NASA has recorded eerie “sounds” coming from one of Jupiter’s moons, and the audio is like something straight out of a 1950s science fiction movie.

This includes chirping, high-pitched whistling and hums. The noise also appears to speed up and build to a crescendo before mysteriously dropping.

“It’s not scifi. It’s the real deal,” NASA officials posted on Facebook.

The radio waves were recorded as NASA’s Juno mission “recently flew through the magnetic field of Ganymede, one of the gas giant’s many moons.”

Juno Principal Investigator Scott Bolton said the audio track was created when Juno’s instruments tuned “in to electric and magnetic radio waves produced in Jupiter’s magnetosphere,” according to a news release. The frequency was then “shifted into the audio range,” so we could “hear” Ganymede, scientists said.

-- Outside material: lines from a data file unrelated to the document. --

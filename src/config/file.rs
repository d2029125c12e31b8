//! Config file discovery, loading and validation
//!
//! YAML or JSON is chosen by extension; service sections sit at the top level.

use anyhow::{Context, Result};
use serde::{Deserialize, Serialize};
use std::path::{Path, PathBuf};
use tracing::debug;

use super::{AppConfig, StorageBackend};

/// Searched in order when no path is given
const CONFIG_LOCATIONS: &[&str] = &[
    "./shardrun.yaml",
    "./shardrun.yml",
    "./.shardrun/config.yaml",
    "~/.config/shardrun/config.yaml",
];

/// On-disk form of [`AppConfig`]
#[derive(Clone, Debug, Serialize, Deserialize)]
pub struct ConfigFile {
    #[serde(default = "default_version")]
    pub version: String,

    #[serde(flatten)]
    pub app: AppConfig,
}

fn default_version() -> String {
    "1.0".to_string()
}

impl Default for ConfigFile {
    fn default() -> Self {
        Self {
            version: default_version(),
            app: AppConfig::default(),
        }
    }
}

impl ConfigFile {
    /// First existing standard location
    pub fn find() -> Option<PathBuf> {
        CONFIG_LOCATIONS
            .iter()
            .map(|location| expand_path(location))
            .find(|path| path.exists())
    }

    /// Load the first standard location, or defaults when none exists
    pub fn load_default() -> Result<Self> {
        match Self::find() {
            Some(path) => Self::load(&path),
            None => {
                debug!("No config file found, using defaults");
                Ok(Self::default())
            }
        }
    }

    /// Load and validate `path`
    pub fn load(path: impl AsRef<Path>) -> Result<Self> {
        let path = path.as_ref();
        let content = std::fs::read_to_string(path)
            .with_context(|| format!("Failed to read config file: {}", path.display()))?;

        let config: Self = if is_yaml_file(path) {
            serde_yaml::from_str(&content)
                .with_context(|| format!("Failed to parse YAML config: {}", path.display()))?
        } else {
            serde_json::from_str(&content)
                .with_context(|| format!("Failed to parse JSON config: {}", path.display()))?
        };

        config.validate()?;
        debug!("Loaded config from {}", path.display());
        Ok(config)
    }

    pub fn save(&self, path: impl AsRef<Path>) -> Result<()> {
        let path = path.as_ref();
        let content = if is_yaml_file(path) {
            serde_yaml::to_string(self).context("Failed to serialize config")?
        } else {
            serde_json::to_string_pretty(self).context("Failed to serialize config")?
        };

        if let Some(parent) = path.parent() {
            std::fs::create_dir_all(parent)
                .with_context(|| format!("Failed to create directory: {}", parent.display()))?;
        }

        std::fs::write(path, content)
            .with_context(|| format!("Failed to write config file: {}", path.display()))?;

        Ok(())
    }

    /// Reject settings the services cannot run with
    pub fn validate(&self) -> Result<()> {
        if !["1.0"].contains(&self.version.as_str()) {
            anyhow::bail!("Unsupported config version: {}", self.version);
        }

        let app = &self.app;
        if app.dispatcher.max_attempts == 0 {
            anyhow::bail!("dispatcher.max_attempts must be at least 1");
        }
        if app.dispatcher.max_concurrent == 0 || app.executor.max_concurrent_jobs == 0 {
            anyhow::bail!("Concurrency limits must be at least 1");
        }
        if app.executor.default_timeout_secs == 0 {
            anyhow::bail!("executor.default_timeout_secs must be positive");
        }
        if app.dispatcher.executor_timeout_secs <= app.executor.default_timeout_secs {
            anyhow::bail!(
                "dispatcher.executor_timeout_secs ({}) must exceed executor.default_timeout_secs ({})",
                app.dispatcher.executor_timeout_secs,
                app.executor.default_timeout_secs
            );
        }
        if app.retention.days < 1 {
            anyhow::bail!("retention.days must be at least 1");
        }
        if app.storage.backend == StorageBackend::S3 && app.storage.bucket.is_empty() {
            anyhow::bail!("storage.bucket is required for the s3 backend");
        }

        Ok(())
    }

    /// Settings written by `config init`
    pub fn example() -> Self {
        let mut app = AppConfig::default();
        app.coordinator.data_dir = Some("~/.local/share/shardrun".to_string());
        app.coordinator.catalog = Some("./catalog.yaml".to_string());
        app.coordinator.internal_secret = Some("change-me".to_string());
        app.dispatcher.executor_url = Some("http://127.0.0.1:8002".to_string());
        app.storage.backend = StorageBackend::S3;
        app.storage.endpoint = Some("http://127.0.0.1:9000".to_string());
        app.storage.region = Some("us-east-1".to_string());

        Self {
            version: default_version(),
            app,
        }
    }
}

/// Expand a leading `~/`
pub(crate) fn expand_path(path: &str) -> PathBuf {
    if let Some(stripped) = path.strip_prefix("~/") {
        if let Some(home) = dirs::home_dir() {
            return home.join(stripped);
        }
    }
    PathBuf::from(path)
}

fn is_yaml_file(path: &Path) -> bool {
    path.extension()
        .map(|e| e == "yaml" || e == "yml")
        .unwrap_or(false)
}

“This soundtrack is just wild enough to make you feel as if you were riding along as Juno sails past Ganymede for the first time in more than two decades,” Bolton said in the release.

“If you listen closely, you can hear the abrupt change to higher frequencies around the midpoint of the recording, which represents entry into a different region in Ganymede’s magnetosphere.”

The radio wave emissions, collected on June 7, are considered one of the mission’s highlights, NASA said. The spacecraft “was within 645 miles (1,038 kilometers) of the moon’s surface and traveling at a relative velocity of 41,600 mph (67,000 kph).”

Analysis of the recording is ongoing, and some NASA scientists suspect the frequency changes might be due to the recorder “passing from the nightside to the dayside of Ganymede.”

NASA’s Facebook post announcing the recording has racked up 19,000 reactions and more than 800 comments, including some people who quoted the Bible (Isaiah 40:26). Meanwhile, the actual audio was posted on YouTube and has gotten more than 250,000 listens since Dec. 16.

“Listen. Sounds like a Beatles album,” Rick Tosches wrote on Facebook, referencing the White Album track “Revolution 9.”

“Once again, Star Trek was right!” Michelle Church Guzinski posted.

“I could be completely wrong but the sound seems to have a certain mathematical sequence to it. I have a Math degree,” Hank Mclaughlin said.